**Work to complete**
Begin at the line below that has "Content-derived batch identity" and stop after the line that has "pub use reference::*;". Please restate only those lines, word for word.

Dataset entries:
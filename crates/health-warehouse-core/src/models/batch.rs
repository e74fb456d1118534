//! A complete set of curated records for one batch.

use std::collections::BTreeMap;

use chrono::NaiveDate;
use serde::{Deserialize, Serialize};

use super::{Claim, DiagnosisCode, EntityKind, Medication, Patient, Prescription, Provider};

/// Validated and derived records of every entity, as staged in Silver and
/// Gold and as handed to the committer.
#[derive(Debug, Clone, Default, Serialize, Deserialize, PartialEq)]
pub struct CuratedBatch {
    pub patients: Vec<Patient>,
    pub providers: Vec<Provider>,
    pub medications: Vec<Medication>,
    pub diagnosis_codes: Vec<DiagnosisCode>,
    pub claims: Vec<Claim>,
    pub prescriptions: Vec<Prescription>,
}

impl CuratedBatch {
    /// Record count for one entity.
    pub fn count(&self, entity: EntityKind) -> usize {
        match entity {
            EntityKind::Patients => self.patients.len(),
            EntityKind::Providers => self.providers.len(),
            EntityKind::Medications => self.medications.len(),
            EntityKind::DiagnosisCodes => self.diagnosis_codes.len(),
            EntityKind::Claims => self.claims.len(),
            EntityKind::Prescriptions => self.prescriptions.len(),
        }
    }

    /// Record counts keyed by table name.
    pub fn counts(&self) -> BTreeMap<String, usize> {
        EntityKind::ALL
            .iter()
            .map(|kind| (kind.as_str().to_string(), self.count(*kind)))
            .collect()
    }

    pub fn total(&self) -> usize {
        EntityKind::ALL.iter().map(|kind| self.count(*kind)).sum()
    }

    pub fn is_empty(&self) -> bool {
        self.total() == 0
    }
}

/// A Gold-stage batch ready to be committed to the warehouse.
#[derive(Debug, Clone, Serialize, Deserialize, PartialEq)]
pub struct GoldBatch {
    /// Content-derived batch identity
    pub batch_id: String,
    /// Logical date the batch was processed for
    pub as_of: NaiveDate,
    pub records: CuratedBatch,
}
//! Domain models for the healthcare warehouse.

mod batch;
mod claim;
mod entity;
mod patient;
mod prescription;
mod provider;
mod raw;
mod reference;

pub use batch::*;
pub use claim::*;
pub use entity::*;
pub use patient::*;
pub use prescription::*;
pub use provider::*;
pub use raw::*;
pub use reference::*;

* * *

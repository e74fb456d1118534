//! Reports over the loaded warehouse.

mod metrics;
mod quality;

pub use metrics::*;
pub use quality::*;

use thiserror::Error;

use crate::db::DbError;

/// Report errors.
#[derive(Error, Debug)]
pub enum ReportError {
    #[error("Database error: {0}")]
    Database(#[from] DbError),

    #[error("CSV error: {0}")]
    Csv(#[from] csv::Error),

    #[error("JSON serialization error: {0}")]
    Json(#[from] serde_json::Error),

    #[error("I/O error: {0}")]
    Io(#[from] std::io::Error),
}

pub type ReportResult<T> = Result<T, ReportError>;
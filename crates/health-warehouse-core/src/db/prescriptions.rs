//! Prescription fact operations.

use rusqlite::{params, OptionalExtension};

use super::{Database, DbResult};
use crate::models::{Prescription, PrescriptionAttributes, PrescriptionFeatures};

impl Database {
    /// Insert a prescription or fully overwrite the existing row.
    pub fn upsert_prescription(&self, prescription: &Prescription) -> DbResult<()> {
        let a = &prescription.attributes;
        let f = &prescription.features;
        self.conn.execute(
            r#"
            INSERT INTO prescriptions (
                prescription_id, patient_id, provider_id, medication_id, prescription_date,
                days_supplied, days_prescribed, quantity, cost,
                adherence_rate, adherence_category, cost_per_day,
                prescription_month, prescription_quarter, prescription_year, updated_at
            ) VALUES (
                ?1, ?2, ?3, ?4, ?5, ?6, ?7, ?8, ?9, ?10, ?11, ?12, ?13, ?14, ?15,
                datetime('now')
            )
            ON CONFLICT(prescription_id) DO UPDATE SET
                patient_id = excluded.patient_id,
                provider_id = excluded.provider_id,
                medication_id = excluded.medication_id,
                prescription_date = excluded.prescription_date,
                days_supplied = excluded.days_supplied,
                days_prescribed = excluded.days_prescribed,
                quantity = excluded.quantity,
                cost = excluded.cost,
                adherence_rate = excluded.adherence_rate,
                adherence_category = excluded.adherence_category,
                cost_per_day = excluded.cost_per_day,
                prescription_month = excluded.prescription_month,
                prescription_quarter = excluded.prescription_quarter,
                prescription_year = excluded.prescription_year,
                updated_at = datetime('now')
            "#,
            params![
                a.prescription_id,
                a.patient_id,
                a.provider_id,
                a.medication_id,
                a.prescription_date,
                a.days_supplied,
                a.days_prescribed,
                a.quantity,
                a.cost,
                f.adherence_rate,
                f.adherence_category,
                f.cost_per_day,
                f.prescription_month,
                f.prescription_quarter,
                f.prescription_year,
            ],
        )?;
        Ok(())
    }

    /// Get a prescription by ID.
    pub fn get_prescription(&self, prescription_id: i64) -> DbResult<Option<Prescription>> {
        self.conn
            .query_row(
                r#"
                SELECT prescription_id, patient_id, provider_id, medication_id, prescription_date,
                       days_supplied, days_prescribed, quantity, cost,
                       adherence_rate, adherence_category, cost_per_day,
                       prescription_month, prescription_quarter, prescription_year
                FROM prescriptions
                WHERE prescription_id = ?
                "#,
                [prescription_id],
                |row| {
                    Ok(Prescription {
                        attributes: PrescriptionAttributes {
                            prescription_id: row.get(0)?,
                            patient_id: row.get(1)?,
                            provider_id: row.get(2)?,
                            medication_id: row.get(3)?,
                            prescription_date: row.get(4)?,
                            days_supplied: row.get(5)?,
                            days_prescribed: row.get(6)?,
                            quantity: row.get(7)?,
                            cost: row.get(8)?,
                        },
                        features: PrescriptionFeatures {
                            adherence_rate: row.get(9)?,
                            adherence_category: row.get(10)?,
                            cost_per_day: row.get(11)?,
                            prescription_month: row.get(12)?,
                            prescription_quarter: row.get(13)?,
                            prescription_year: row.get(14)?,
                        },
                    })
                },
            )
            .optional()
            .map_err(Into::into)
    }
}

**Completed exercise**
    /// Content-derived batch identity
    pub batch_id: String,
    /// Logical date the batch was processed for
    pub as_of: NaiveDate,
    pub records: CuratedBatch,
}
//! Domain models for the healthcare warehouse.

mod batch;
mod claim;
mod entity;
mod patient;
mod prescription;
mod provider;
mod raw;
mod reference;

pub use batch::*;
pub use claim::*;
pub use entity::*;
pub use patient::*;
pub use prescription::*;
pub use provider::*;
pub use raw::*;
pub use reference::*;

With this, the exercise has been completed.